Al momento le autorità di Turchia e Georgia non hanno riferito informazioni relative a vittime. Il presidente turco, Recep Tayyip Erdogan, ha segnalato che ci sono vittime ma non ha fornito dettagli. Erdogan si è detto “profondamente rattristato” dall’incidente e ha espresso le sue condoglianze per i “martiri”.
Gli aerei da trasporto militare C-130 sono ampiamente utilizzati dalle forze armate turche per il trasporto di personale e la gestione delle operazioni logistiche. Turchia e Azerbaigian mantengono una stretta cooperazione militare.
Georgia: avviata indagine su aereo cargo precipitato
L’aereo cargo militare della Turchia con 20 persone a bordo che è precipitato è caduto nel Comune di Sighnaghi, in Georgia, vicino al confine con l’Azerbaigian.

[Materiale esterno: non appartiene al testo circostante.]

//! aqtraffic - air-quality and traffic dashboard data layer
//!
//! - quality: index → band/color classification, continuous color scale
//! - filter: visible map locations under band switches, debounced
//! - ranking: fixed-interval leaderboard poller
//! - chart: hourly air/traffic series
//! - client: backend HTTP API
//! - config / logging: ambient setup

pub mod chart;
pub mod client;
pub mod config;
pub mod debounce;
pub mod filter;
pub mod logging;
pub mod model;
pub mod quality;
pub mod ranking;
//! Rotating log system
//!
//! Logs to the console and to daily-rotated files (`aqtraffic.YYYY-MM-DD.log`).

use std::path::Path;
use tracing_appender::non_blocking::WorkerGuard;
use tracing_appender::rolling::{RollingFileAppender, Rotation};
use tracing_subscriber::{fmt, layer::SubscriberExt, util::SubscriberInitExt, EnvFilter};

const DEFAULT_FILTER: &str = "info,aqtraffic=debug";

/// Initialize console + rotating file logging.
///
/// The returned guard flushes the file writer on drop; keep it alive for
/// the whole program.
pub fn init_logging(log_dir: &str) -> std::io::Result<WorkerGuard> {
    let log_path = Path::new(log_dir);
    if !log_path.exists() {
        std::fs::create_dir_all(log_path)?;
    }

    let file_appender = RollingFileAppender::new(Rotation::DAILY, log_dir, "aqtraffic.log");
    let (non_blocking, guard) = tracing_appender::non_blocking(file_appender);

    // RUST_LOG overrides the default
    let env_filter =
        EnvFilter::try_from_default_env().unwrap_or_else(|_| EnvFilter::new(DEFAULT_FILTER));

    let console_layer = fmt::layer()
        .with_target(true)
        .with_thread_ids(false)
        .with_writer(std::io::stderr);

    let file_layer = fmt::layer()
        .with_writer(non_blocking)
        .with_target(true)
        .with_thread_ids(true)
        .with_file(true)
        .with_line_number(true)
        .with_ansi(false);

    tracing_subscriber::registry()
        .with(env_filter)
        .with(console_layer)
        .with(file_layer)
        .init();

    tracing::info!("Logging initialized. Log directory: {}", log_dir);
    Ok(guard)
}
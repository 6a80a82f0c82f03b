#![deny(clippy::all, clippy::pedantic)]
#![allow(
    clippy::module_name_repetitions,
    clippy::missing_errors_doc,
    clippy::must_use_candidate
)]

pub mod config;
pub mod error;
pub mod guild;
pub mod session;

pub use config::{Config, ConfigError};
pub use error::{Error, ErrorKind};
pub use guild::{Guild, GuildEdit};
pub use session::Session;

pub use harmony_cache as cache;
pub use harmony_http as http;
pub use harmony_models as models;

Lo ha riferito il ministero dell’Interno della Georgia, aggiungendo che è stata avviata un’indagine. Le immagini video trasmesse dai notiziari turchi mostrano l’aereo che precipita in picchiata lasciando una scia di fumo bianco.
L’agenzia statale turca Anadolu ha citato l’autorità aeronautica georgiana secondo cui il contatto con l’aereo è stato perso pochi minuti dopo che era entrato nello spazio aereo georgiano. L’aereo, ha affermato, non aveva lanciato alcuna richiesta di soccorso. Secondo l’emittente televisiva privata NTV l’esercito turco ha dispiegato un drone per supportare l’operazione di soccorso, mentre una squadra di investigatori si prepara a partire per la Georgia.